LGR Realty, Inc. v. Frank & London Ins. Agency
2016 Ohio 5044
| Ohio Ct. App. | 2016Background
- LGR Realty purchased a claims-made Real Estate Agents Errors & Omissions policy (effective May 12, 2010–May 12, 2011) through its agent, Frank & London.
- A liability claim arose during the policy period; Continental Casualty denied LGR’s demand for defense and indemnity on April 26, 2011, forcing LGR to retain counsel and incur >$420,000 in defense costs.
- LGR sued Frank & London on April 17, 2015 for negligent failure to procure appropriate coverage and negligent misrepresentation.
- Frank & London moved to dismiss under Civ.R. 12(B)(6), arguing R.C. 2305.09(D)’s four-year statute of limitations began when the policy was issued (May 12, 2010), so the April 2015 suit was time-barred.
- The trial court granted dismissal; the Tenth District reversed, holding Kunz’s delayed-damages rule applies and LGR’s cause of action accrued on April 26, 2011 (date of denial), so the April 17, 2015 complaint was timely.
Issues
| Issue | Plaintiff's Argument | Defendant's Argument | Held |
|---|---|---|---|
| When does the 4-year statute of limitations under R.C. 2305.09(D) begin to run for an agent’s alleged failure to procure requested insurance? | Statute begins when the claim is denied and actual injury occurs (delayed-damages rule/Kunz). | Statute begins when the negligent act occurred (policy issuance); delayed-damages rule abrogated by Flagstar. | Accrual delayed until denial of coverage (Apr 26, 2011); suit filed Apr 17, 2015 is timely. |
| Whether an insurance agent’s negligence is a form of professional negligence to which Flagstar’s rule applies | LGR: agent’s failure is functionally like malpractice but the tort isn’t complete until actual loss—Kunz applies. | Frank & London: agent is a professional; Flagstar rejects delayed-damages in professional negligence. | Court treated the agent claim as professional negligence but found Kunz still good law and controlling here. |
| Whether immediate economic loss occurred at policy purchase (making delayed-damages inapplicable) | LGR: no actual legal harm until denial and expense of defense; mere expectancy/contract-like premium issue is not the tort injury. | Frank & London: paying for coverage that didn’t exist caused immediate economic damage at purchase. | Court: no actual tort injury until denial and defense costs; delayed-damages rule governs accrual. |
| Whether intermediate appellate court may disregard Kunz in light of Flagstar | LGR: Kunz has not been expressly overruled and remains binding. | Frank & London: Flagstar implicitly abrogated Kunz and discovery/delayed rules. | Court: cannot overrule Supreme Court precedent; Flagstar did not expressly overrule Kunz, so Kunz controls here. |
Key Cases Cited
- Kunz v. Buckeye Union Ins. Co., 1 Ohio St.3d 79 (1982) (applies delayed-damages rule: negligence to procure coverage accrues when insured suffers a loss)

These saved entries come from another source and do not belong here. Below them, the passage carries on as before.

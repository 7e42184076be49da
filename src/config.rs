//! Storefront Configuration
//!
//! Tunables for the listing pages and the cart. Loaded from YAML, then
//! overridden from the environment (a `.env` file is honoured).
//!
//! ```yaml
//! pagination:
//!   radius: 2
//!   page_size: 20
//! quantity:
//!   min: 1
//!   max_per_line: 99
//! ```

use std::env;
use std::path::Path;
use std::str::FromStr;

use serde::{Deserialize, Serialize};
use tracing::{debug, info, warn};

use crate::error::ConfigError;

pub const ENV_PAGE_RADIUS: &str = "STOREFRONT_PAGE_RADIUS";
pub const ENV_PAGE_SIZE: &str = "STOREFRONT_PAGE_SIZE";
pub const ENV_QTY_MIN: &str = "STOREFRONT_QTY_MIN";
pub const ENV_QTY_MAX_PER_LINE: &str = "STOREFRONT_QTY_MAX_PER_LINE";

/// Root configuration
#[derive(Debug, Clone, Default, PartialEq, Eq, Serialize, Deserialize)]
pub struct StorefrontConfig {
    #[serde(default)]
    pub pagination: PaginationConfig,
    #[serde(default)]
    pub quantity: QuantityConfig,
}

/// Listing page settings
#[derive(Debug, Clone, PartialEq, Eq, Serialize, Deserialize)]
pub struct PaginationConfig {
    /// Neighbours shown either side of the current page
    #[serde(default = "default_radius")]
    pub radius: u32,
    /// Items per listing page
    #[serde(default = "default_page_size")]
    pub page_size: u32,
}

impl Default for PaginationConfig {
    fn default() -> Self {
        Self {
            radius: default_radius(),
            page_size: default_page_size(),
        }
    }
}

/// Cart line quantity settings
#[derive(Debug, Clone, PartialEq, Eq, Serialize, Deserialize)]
pub struct QuantityConfig {
    #[serde(default = "default_min_quantity")]
    pub min: u32,
    /// Upper cap per cart line, applied on top of stock
    #[serde(default = "default_max_per_line")]
    pub max_per_line: u32,
}

impl Default for QuantityConfig {
    fn default() -> Self {
        Self {
            min: default_min_quantity(),
            max_per_line: default_max_per_line(),
        }
    }
}

fn default_radius() -> u32 {
    2
}

fn default_page_size() -> u32 {
    20
}

fn default_min_quantity() -> u32 {
    1
}

fn default_max_per_line() -> u32 {
    99
}

impl StorefrontConfig {
    /// Load from a YAML file
    pub fn load_from_file(path: &Path) -> Result<Self, ConfigError> {
        let content = std::fs::read_to_string(path).map_err(|e| ConfigError::Io {
            path: path.display().to_string(),
            source: e,
        })?;

        let config = Self::load_from_str(&content)?;
        info!("Loaded storefront config from {:?}", path);
        Ok(config)
    }

    /// Load from a YAML string
    pub fn load_from_str(yaml: &str) -> Result<Self, ConfigError> {
        let config: Self =
            serde_yaml::from_str(yaml).map_err(|e| ConfigError::Parse(e.to_string()))?;
        config.validate()?;
        Ok(config)
    }

    /// Defaults overridden from the environment
    pub fn from_env() -> Result<Self, ConfigError> {
        Self::default().with_env_overrides()
    }

    /// Apply `STOREFRONT_*` environment overrides on top of this config
    pub fn with_env_overrides(mut self) -> Result<Self, ConfigError> {
        // Load .env file if present
        if dotenvy::dotenv().is_ok() {
            debug!("Read .env file");
        }

        if let Some(radius) = env_override(ENV_PAGE_RADIUS)? {
            self.pagination.radius = radius;
        }
        if let Some(page_size) = env_override(ENV_PAGE_SIZE)? {
            self.pagination.page_size = page_size;
        }
        if let Some(min) = env_override(ENV_QTY_MIN)? {
            self.quantity.min = min;
        }
        if let Some(max_per_line) = env_override(ENV_QTY_MAX_PER_LINE)? {
            self.quantity.max_per_line = max_per_line;
        }

        self.validate()?;
        Ok(self)
    }

    /// Reject settings the components cannot work with
    pub fn validate(&self) -> Result<(), ConfigError> {
        if self.pagination.radius == 0 {
            return Err(invalid("pagination.radius", "must be at least 1"));
        }
        if self.pagination.page_size == 0 {
            return Err(invalid("pagination.page_size", "must be at least 1"));
        }
        if self.quantity.min > self.quantity.max_per_line {
            return Err(invalid(
                "quantity.min",
                &format!(
                    "{} exceeds quantity.max_per_line {}",
                    self.quantity.min, self.quantity.max_per_line
                ),
            ));
        }
        Ok(())
    }
}

fn invalid(field: &str, reason: &str) -> ConfigError {
    ConfigError::Invalid {
        field: field.to_string(),
        reason: reason.to_string(),
    }
}

fn env_override<T>(key: &str) -> Result<Option<T>, ConfigError>
where
    T: FromStr,
    T::Err: std::fmt::Display,
{
    match env::var(key) {
        Ok(raw) => raw.trim().parse().map(Some).map_err(|e: T::Err| {
            warn!("Invalid {} value '{}': {}", key, raw, e);
            invalid(key, &e.to_string())
        }),
        Err(_) => Ok(None),
    }
}
//! Product variants
//!
//! - [`attribute`]: the attribute list and the edits applied to it
//! - [`combination`]: Cartesian-product generation and reconciliation with
//!   persisted variants
//! - [`form`]: caller-side state tying the two together

pub mod attribute;
pub mod combination;
pub mod form;

pub use attribute::{
    add_attribute, add_option, remove_attribute, remove_option, rename_attribute,
    reset_to_default, set_option, validate_attributes, VariantAttribute, DEFAULT_VARIANT,
};
pub use combination::{
    generate_combinations, reconcile, validate_combinations, VariantCombination, KEY_SEPARATOR,
};
pub use form::VariantForm;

- Velotta v. Leo Petronzio Landscaping, Inc., 69 Ohio St.2d 376 (1982) (tort does not accrue until actual injury when negligence is not immediately harmful)
- Flagstar Bank, F.S.B. v. Airline Union’s Mtge. Co., 128 Ohio St.3d 529 (2011) (professional-negligence claim accrues when negligent act committed; declines delayed-damages rule in that context)
- Investors REIT One v. Jacobs, 46 Ohio St.3d 176 (1989) (accrual principles referenced in professional-negligence context)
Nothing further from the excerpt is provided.